(Problem)
Where the records below reach the line containing "filename src/dataset/copy.rs", start transcribing, and end with the line containing "if let Some(encoding)", exactly and with nothing else added.
** Opening Materials provided block **
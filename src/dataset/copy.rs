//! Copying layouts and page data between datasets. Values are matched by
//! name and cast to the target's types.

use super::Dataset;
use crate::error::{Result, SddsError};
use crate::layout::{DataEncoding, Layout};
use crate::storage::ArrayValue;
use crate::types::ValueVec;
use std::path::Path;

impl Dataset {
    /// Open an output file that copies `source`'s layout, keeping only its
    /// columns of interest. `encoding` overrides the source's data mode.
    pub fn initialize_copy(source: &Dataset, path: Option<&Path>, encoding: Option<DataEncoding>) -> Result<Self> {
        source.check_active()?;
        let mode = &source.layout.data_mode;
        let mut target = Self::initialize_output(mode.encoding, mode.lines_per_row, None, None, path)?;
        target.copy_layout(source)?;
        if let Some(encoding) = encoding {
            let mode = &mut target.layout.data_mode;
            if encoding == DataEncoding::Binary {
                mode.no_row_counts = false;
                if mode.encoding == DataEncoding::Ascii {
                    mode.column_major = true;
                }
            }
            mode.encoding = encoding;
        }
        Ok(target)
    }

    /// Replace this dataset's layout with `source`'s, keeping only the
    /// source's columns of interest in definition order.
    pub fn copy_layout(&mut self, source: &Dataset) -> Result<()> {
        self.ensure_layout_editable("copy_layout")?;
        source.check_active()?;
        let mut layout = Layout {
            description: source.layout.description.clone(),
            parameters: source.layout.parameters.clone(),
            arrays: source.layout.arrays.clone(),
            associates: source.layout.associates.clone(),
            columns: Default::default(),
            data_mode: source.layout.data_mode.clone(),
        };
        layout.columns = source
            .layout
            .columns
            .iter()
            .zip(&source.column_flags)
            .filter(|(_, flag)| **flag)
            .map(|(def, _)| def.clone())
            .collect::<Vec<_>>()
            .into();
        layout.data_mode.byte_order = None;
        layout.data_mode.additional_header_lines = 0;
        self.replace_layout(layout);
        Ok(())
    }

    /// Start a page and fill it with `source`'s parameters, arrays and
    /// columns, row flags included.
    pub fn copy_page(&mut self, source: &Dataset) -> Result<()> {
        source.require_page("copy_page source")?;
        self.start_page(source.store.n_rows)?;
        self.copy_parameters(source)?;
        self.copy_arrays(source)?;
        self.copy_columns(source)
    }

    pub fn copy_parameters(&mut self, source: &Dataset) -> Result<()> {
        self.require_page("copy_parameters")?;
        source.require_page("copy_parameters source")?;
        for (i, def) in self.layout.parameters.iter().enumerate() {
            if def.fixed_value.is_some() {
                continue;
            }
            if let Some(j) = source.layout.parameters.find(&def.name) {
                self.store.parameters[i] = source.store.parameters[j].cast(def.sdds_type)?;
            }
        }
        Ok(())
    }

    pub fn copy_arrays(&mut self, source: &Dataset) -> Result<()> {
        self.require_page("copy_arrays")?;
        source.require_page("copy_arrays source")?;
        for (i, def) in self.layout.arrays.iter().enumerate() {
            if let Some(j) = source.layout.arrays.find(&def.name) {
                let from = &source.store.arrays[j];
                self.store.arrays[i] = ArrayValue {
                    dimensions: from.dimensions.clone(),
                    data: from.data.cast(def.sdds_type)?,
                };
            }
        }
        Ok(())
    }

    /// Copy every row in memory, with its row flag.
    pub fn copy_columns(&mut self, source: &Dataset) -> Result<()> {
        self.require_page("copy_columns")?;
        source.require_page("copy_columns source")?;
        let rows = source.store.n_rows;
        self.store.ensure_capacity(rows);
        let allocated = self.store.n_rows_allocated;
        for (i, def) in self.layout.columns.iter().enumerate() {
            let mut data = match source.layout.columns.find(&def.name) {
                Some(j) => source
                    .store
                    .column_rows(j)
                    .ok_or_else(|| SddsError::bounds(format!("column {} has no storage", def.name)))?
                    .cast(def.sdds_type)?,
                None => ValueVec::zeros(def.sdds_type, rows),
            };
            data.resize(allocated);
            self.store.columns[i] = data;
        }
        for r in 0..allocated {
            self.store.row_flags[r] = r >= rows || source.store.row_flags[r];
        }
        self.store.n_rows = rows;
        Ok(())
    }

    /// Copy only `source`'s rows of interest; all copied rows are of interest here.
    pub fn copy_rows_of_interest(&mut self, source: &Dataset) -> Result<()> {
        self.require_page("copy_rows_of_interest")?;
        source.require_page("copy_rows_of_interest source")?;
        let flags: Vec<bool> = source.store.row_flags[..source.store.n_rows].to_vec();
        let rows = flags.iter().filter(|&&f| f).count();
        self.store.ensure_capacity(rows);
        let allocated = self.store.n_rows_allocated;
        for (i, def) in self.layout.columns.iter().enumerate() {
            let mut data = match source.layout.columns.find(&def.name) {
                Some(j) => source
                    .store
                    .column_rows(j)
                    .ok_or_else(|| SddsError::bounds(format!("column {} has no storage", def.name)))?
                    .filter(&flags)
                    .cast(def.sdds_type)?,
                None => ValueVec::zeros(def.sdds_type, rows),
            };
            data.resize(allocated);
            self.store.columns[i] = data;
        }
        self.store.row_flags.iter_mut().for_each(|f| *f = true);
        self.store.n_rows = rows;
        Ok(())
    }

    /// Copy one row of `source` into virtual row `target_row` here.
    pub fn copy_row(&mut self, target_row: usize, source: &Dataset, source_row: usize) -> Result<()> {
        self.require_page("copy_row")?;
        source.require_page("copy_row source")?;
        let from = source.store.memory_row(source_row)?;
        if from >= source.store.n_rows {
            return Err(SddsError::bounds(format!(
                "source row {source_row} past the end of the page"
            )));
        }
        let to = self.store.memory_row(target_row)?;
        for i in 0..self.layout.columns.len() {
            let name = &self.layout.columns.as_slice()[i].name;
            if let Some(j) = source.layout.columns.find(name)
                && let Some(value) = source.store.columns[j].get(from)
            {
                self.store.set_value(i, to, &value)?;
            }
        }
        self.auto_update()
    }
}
** Closing Materials provided block **
** Opening Materials provided block **
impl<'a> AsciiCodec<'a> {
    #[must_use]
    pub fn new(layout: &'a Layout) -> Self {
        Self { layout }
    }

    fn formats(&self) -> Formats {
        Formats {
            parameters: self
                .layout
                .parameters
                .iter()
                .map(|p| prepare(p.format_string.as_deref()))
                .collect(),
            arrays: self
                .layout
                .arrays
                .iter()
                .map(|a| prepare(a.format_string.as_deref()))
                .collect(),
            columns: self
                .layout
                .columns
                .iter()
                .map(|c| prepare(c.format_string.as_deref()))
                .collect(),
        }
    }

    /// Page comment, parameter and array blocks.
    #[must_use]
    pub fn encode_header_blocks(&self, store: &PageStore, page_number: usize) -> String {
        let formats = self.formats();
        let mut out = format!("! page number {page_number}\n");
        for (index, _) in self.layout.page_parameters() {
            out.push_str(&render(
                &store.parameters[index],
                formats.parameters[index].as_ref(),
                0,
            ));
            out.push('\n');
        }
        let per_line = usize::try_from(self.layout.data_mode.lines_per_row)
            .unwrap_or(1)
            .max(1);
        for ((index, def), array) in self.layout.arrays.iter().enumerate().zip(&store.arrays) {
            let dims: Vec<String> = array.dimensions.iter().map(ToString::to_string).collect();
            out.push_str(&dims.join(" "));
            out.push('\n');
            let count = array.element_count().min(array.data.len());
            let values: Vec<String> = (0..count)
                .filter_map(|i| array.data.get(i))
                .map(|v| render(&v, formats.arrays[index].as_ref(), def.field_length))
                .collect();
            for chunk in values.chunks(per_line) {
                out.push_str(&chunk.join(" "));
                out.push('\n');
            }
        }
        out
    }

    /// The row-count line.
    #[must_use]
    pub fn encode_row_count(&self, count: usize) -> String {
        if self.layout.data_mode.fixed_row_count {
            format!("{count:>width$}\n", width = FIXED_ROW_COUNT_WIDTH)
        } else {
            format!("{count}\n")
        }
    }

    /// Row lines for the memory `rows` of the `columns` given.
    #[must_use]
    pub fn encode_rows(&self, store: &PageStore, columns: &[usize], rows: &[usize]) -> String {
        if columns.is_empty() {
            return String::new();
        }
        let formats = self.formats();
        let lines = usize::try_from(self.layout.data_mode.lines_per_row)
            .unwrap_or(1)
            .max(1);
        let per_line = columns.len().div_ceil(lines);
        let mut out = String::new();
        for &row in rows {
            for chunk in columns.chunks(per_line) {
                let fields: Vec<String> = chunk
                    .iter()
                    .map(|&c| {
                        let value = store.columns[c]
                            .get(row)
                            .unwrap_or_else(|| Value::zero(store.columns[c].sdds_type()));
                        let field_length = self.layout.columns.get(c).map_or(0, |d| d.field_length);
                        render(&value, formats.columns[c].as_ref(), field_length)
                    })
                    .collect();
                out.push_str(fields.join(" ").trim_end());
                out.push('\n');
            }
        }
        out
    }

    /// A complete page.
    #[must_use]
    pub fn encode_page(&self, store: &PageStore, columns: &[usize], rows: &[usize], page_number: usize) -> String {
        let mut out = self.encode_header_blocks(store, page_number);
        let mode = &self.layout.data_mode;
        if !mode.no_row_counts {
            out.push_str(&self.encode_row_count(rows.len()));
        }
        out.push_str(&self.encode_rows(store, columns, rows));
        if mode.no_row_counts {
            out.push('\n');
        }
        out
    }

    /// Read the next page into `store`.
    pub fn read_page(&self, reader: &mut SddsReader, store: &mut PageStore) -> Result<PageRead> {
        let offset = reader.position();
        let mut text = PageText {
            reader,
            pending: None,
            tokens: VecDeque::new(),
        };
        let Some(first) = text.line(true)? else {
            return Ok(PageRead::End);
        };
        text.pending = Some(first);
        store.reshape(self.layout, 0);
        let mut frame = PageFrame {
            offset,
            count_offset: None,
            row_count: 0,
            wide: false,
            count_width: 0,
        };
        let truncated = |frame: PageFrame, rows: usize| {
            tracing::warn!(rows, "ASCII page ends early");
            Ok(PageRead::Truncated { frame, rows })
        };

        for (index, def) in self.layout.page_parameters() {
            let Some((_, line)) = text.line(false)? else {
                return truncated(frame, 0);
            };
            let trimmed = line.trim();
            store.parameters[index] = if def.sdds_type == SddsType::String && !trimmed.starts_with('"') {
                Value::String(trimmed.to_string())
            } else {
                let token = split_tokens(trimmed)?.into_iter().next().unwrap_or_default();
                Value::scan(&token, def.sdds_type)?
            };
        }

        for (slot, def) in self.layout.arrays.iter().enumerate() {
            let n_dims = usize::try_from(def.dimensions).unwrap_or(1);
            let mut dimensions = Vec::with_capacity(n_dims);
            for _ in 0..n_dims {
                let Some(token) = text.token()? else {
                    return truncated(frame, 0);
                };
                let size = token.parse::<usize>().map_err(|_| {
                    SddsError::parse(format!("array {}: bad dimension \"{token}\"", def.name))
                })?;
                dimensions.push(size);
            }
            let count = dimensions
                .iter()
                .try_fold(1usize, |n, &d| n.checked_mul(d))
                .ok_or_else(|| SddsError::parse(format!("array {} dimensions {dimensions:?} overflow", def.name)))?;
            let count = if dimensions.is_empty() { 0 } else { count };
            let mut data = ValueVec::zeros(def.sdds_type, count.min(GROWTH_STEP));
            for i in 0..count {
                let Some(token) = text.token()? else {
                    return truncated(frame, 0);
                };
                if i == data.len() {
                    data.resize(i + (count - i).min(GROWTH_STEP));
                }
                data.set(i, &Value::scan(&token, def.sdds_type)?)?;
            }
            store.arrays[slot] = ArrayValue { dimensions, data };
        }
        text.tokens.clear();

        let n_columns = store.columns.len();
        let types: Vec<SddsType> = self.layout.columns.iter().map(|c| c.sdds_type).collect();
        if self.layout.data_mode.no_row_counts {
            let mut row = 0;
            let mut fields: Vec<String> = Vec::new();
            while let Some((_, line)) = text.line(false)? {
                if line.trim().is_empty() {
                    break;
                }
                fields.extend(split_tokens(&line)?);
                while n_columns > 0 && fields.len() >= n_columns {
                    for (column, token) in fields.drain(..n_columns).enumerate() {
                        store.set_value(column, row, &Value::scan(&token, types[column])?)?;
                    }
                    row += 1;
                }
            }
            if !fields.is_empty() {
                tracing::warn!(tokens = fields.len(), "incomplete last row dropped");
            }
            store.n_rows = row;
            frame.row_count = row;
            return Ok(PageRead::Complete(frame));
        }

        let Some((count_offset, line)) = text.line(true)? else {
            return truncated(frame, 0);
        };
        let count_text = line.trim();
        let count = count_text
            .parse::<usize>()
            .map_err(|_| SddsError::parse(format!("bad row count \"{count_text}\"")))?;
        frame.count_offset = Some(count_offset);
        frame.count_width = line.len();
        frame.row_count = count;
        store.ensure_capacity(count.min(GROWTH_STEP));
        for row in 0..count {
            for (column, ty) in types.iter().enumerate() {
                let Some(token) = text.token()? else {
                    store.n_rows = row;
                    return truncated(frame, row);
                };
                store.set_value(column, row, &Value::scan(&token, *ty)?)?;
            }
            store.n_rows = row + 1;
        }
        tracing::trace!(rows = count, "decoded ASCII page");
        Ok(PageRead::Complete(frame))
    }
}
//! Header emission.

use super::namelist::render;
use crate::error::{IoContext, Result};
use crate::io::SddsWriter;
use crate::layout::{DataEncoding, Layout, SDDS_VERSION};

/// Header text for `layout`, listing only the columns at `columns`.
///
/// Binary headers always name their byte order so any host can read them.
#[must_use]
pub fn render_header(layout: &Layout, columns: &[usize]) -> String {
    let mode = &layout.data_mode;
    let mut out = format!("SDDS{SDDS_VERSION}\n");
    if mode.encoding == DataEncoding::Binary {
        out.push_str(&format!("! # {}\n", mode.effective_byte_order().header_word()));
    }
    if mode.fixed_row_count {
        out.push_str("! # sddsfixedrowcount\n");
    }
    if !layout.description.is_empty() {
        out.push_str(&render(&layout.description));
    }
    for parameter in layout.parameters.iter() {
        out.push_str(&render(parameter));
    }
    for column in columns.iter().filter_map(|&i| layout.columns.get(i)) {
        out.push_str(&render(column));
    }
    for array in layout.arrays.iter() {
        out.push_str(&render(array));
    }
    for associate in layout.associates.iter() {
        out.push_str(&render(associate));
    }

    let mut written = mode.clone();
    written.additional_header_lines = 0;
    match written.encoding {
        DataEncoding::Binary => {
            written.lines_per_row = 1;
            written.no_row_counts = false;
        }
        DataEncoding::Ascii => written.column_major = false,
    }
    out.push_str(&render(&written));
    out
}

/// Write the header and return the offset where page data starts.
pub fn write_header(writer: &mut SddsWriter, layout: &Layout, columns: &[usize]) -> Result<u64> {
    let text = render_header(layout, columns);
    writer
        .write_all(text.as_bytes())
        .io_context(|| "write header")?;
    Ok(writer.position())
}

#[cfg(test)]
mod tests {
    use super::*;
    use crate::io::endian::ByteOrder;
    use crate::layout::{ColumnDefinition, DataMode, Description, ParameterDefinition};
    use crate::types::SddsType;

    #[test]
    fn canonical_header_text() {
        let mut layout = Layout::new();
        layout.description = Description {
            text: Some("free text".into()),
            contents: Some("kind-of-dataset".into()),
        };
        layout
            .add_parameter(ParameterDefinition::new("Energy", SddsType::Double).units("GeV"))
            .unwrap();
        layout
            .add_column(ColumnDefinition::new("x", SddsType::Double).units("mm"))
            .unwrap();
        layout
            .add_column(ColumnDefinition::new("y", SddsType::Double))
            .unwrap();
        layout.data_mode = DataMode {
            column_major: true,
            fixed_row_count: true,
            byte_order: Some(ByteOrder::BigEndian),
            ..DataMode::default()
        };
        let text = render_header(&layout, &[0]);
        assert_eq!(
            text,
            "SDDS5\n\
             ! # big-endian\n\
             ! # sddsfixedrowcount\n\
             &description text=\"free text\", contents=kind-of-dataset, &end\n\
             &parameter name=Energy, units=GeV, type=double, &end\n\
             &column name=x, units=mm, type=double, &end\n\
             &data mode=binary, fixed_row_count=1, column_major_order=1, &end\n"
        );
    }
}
** Closing Materials provided block **
(Answer box)
filename src/dataset/copy.rs
//! Copying layouts and page data between datasets. Values are matched by
//! name and cast to the target's types.

use super::Dataset;
use crate::error::{Result, SddsError};
use crate::layout::{DataEncoding, Layout};
use crate::storage::ArrayValue;
use crate::types::ValueVec;
use std::path::Path;

impl Dataset {
    /// Open an output file that copies `source`'s layout, keeping only its
    /// columns of interest. `encoding` overrides the source's data mode.
    pub fn initialize_copy(source: &Dataset, path: Option<&Path>, encoding: Option<DataEncoding>) -> Result<Self> {
        source.check_active()?;
        let mode = &source.layout.data_mode;
        let mut target = Self::initialize_output(mode.encoding, mode.lines_per_row, None, None, path)?;
        target.copy_layout(source)?;
        if let Some(encoding) = encoding {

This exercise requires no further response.